Edna fora expulsa! O
Pároco-Diretor da Escola era durão e muito admirava a sapiência, a postura, o
domínio e a rigidez do professor Ubaldo!
O professor nunca errava uma
sentença matemática, nunca gaguejava em sala de aula, cumpria religiosamente a
sua missão com autoridade e competência!
Soubemos, mais tarde, que ele,
nos bastidores, colocava apelidos nos seus alunos. Maletão (Jorge - bunda
grande, em função de sua hiperlordose), Tõin da Lua (eu - vivia com uma
Gramática de Cegalla debaixo do braço e, literalmente no mundo da lua nas aulas
de Matemática), Peipou (Jane - peidava depois dum cochilo de 10 segundos em sua
aula) etc. Mas eram as notas reveladas nos finais dos bimestres sua maior
vingança!
- Número 1, nota 2; número 30, nota
zero; número 12, nota 0,3... Gabi, nota 7...

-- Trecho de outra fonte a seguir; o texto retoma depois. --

//! Site Settings Model
//!
//! 站点配置文档 (singleton per deployment)。所有字段在线上格式中都是可选的，
//! 刚部署时文档可能只填了一部分。

use serde::{Deserialize, Serialize};

use super::image_ref::ImageRef;

/// Site-wide configuration document
#[derive(Debug, Clone, Default, PartialEq, Eq, Serialize, Deserialize)]
#[serde(rename_all = "camelCase", default)]
pub struct SiteSettings {
    pub contact: ContactInfo,
    pub hero_images: HeroImages,
    pub logo: ImageRef,
    pub profile: Profile,
}

/// Contact block shown on public pages
#[derive(Debug, Clone, Default, PartialEq, Eq, Serialize, Deserialize)]
#[serde(rename_all = "camelCase", default)]
pub struct ContactInfo {
    pub address: Address,
    pub email: EmailAddresses,
    /// Display phone number, also used for WhatsApp links
    #[serde(skip_serializing_if = "Option::is_none")]
    pub phone: Option<String>,
    pub hours: BusinessHours,
    /// Raw map embed markup (trusted HTML)
    #[serde(skip_serializing_if = "Option::is_none")]
    pub map_embed: Option<String>,
}

/// Headquarters address
#[derive(Debug, Clone, Default, PartialEq, Eq, Serialize, Deserialize)]
#[serde(default)]
pub struct Address {
    #[serde(skip_serializing_if = "Option::is_none")]
    pub street: Option<String>,
    #[serde(skip_serializing_if = "Option::is_none")]
    pub city: Option<String>,
    #[serde(skip_serializing_if = "Option::is_none")]
    pub zip: Option<String>,
}

/// Email addresses by purpose
#[derive(Debug, Clone, Default, PartialEq, Eq, Serialize, Deserialize)]
#[serde(default)]
pub struct EmailAddresses {
    #[serde(skip_serializing_if = "Option::is_none")]
    pub sales: Option<String>,
    #[serde(skip_serializing_if = "Option::is_none")]
    pub support: Option<String>,
}

/// Business hours (free text, e.g. "Mon-Fri 09:00-18:00")
#[derive(Debug, Clone, Default, PartialEq, Eq, Serialize, Deserialize)]
#[serde(default)]
pub struct BusinessHours {
    #[serde(skip_serializing_if = "Option::is_none")]
    pub weekday: Option<String>,
    #[serde(skip_serializing_if = "Option::is_none")]
    pub emergency: Option<String>,
}

/// Public page that carries a hero image
#[derive(Debug, Clone, Copy, PartialEq, Eq, Hash, Serialize, Deserialize)]
#[serde(rename_all = "snake_case")]
pub enum PageKey {
    Home,
    About,
    Services,
    Portfolio,
    Contact,
}

impl PageKey {
    pub const ALL: [PageKey; 5] = [
        PageKey::Home,
        PageKey::About,
        PageKey::Services,
        PageKey::Portfolio,
        PageKey::Contact,
    ];

    pub fn as_str(&self) -> &'static str {
        match self {
            PageKey::Home => "home",
            PageKey::About => "about",
            PageKey::Services => "services",
            PageKey::Portfolio => "portfolio",
            PageKey::Contact => "contact",
        }
    }
}

impl std::fmt::Display for PageKey {
    fn fmt(&self, f: &mut std::fmt::Formatter<'_>) -> std::fmt::Result {
        write!(f, "{}", self.as_str())
    }
}

/// Hero image per page
#[derive(Debug, Clone, Default, PartialEq, Eq, Serialize, Deserialize)]
#[serde(default)]
pub struct HeroImages {
    pub home: ImageRef,
    pub about: ImageRef,
    pub services: ImageRef,
    pub portfolio: ImageRef,
    pub contact: ImageRef,
}

impl HeroImages {
    pub fn get(&self, page: PageKey) -> &ImageRef {
        match page {
            PageKey::Home => &self.home,
            PageKey::About => &self.about,
            PageKey::Services => &self.services,
            PageKey::Portfolio => &self.portfolio,
            PageKey::Contact => &self.contact,
        }
    }

    pub fn set(&mut self, page: PageKey, image: ImageRef) {
        let slot = match page {
            PageKey::Home => &mut self.home,
            PageKey::About => &mut self.about,
            PageKey::Services => &mut self.services,
            PageKey::Portfolio => &mut self.portfolio,
            PageKey::Contact => &mut self.contact,
        };
        *slot = image;
    }
}

/// Admin profile display data
#[derive(Debug, Clone, Default, PartialEq, Eq, Serialize, Deserialize)]
#[serde(default)]
pub struct Profile {
    #[serde(skip_serializing_if = "Option::is_none")]
    pub name: Option<String>,
    pub avatar: ImageRef,
    #[serde(skip_serializing_if = "Option::is_none")]
    pub role: Option<String>,
}

impl SiteSettings {
    /// Every image-bearing field with its dotted path
    pub fn image_fields(&self) -> Vec<(String, &ImageRef)> {
        let mut fields = vec![("logo".to_string(), &self.logo)];
        for page in PageKey::ALL {
            fields.push((format!("heroImages.{}", page), self.hero_images.get(page)));
        }
        fields.push(("profile.avatar".to_string(), &self.profile.avatar));
        fields
    }
}

/// Field-group level patch built by admin forms
///
/// `None` leaves the group untouched; `Some` replaces the whole group.
/// Applying a patch always starts from a full document, so groups the form
/// does not know about keep whatever is currently loaded.
#[derive(Debug, Clone, Default, PartialEq, Eq, Serialize, Deserialize)]
#[serde(rename_all = "camelCase", default)]
pub struct SiteSettingsUpdate {
    pub contact: Option<ContactInfo>,
    pub hero_images: Option<HeroImages>,
    pub logo: Option<ImageRef>,
    pub profile: Option<Profile>,
}

impl SiteSettingsUpdate {
    pub fn is_empty(&self) -> bool {
        self.contact.is_none()
            && self.hero_images.is_none()
            && self.logo.is_none()
            && self.profile.is_none()
    }

    /// Merge this patch over `base`, returning the full document to submit
    pub fn apply_to(&self, base: &SiteSettings) -> SiteSettings {
        SiteSettings {
            contact: self.contact.clone().unwrap_or_else(|| base.contact.clone()),
            hero_images: self
                .hero_images
                .clone()
                .unwrap_or_else(|| base.hero_images.clone()),
            logo: self.logo.clone().unwrap_or_else(|| base.logo.clone()),
            profile: self.profile.clone().unwrap_or_else(|| base.profile.clone()),
        }
    }
}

O quê? Quem? Como nota 7? Quem
seria Gabi? Não conhecíamos Gabi! Seria uma novata? E quem é essa que teve o
privilégio de ter seu nome proferido pelo professor?
Foi um raríssimo lapso do
professor Ubaldo! Gabi era o gabarito da prova, e mesmo tendo as dez questões
corretamente assinaladas, o professor achou que a nota sete seria de bom alvitre.
“Nunca ninguém tirou um dez com o professor e não seria naquela turma da 7ª
Série, problemática, que Gabi tiraria um dez, mesmo Gabi sendo o gabarito”,
pensei.
E fui me empolgando até que meu
filho disse: “O cortejo vai começar”.
Rodrigo - empresário bem
sucedido, criação impecável, educadíssimo, tranquilo, inteligente, discreto,
ativista ambiental e LGBT, um rapaz cuja aura ímpar contaminava de alegria por
onde ele passava – acompanhara, elegantemente, a minha performance narrativa,
apertou a minha mão e pediu, licença a todos, para acompanhar de pertinho o seu
“Amado painho”, como ele ao seu querido pai se referia.
Na Missa de Sétimo Dia, soube que
o Senhor de camisa vermelha era irmão do meu ex-professor de Matemática,
Ubaldo, e que Rodrigo era órfão de mãe desde seus três anos de idade, tendo
sido criado por seu “Amado painho”, que foi, para Rodrigo, não apenas pai, mãe
e seu melhor amigo, fora a resolução perfeita de sua melhor equação!
- Com licença, Seu Nailson! O
Senhor está bem? Posso lhe ajudar? – preocupou-se comigo Seu Mauro, o Senhor
de camisa vermelha, irmão de Ubaldo.
- Estou bem! Valeu! Tô só de boa
aqui! – respondi-lhe, sentado num canto da igreja, solitário, após o
encerramento das muitas homenagens ao meu ex-professor de Matemática.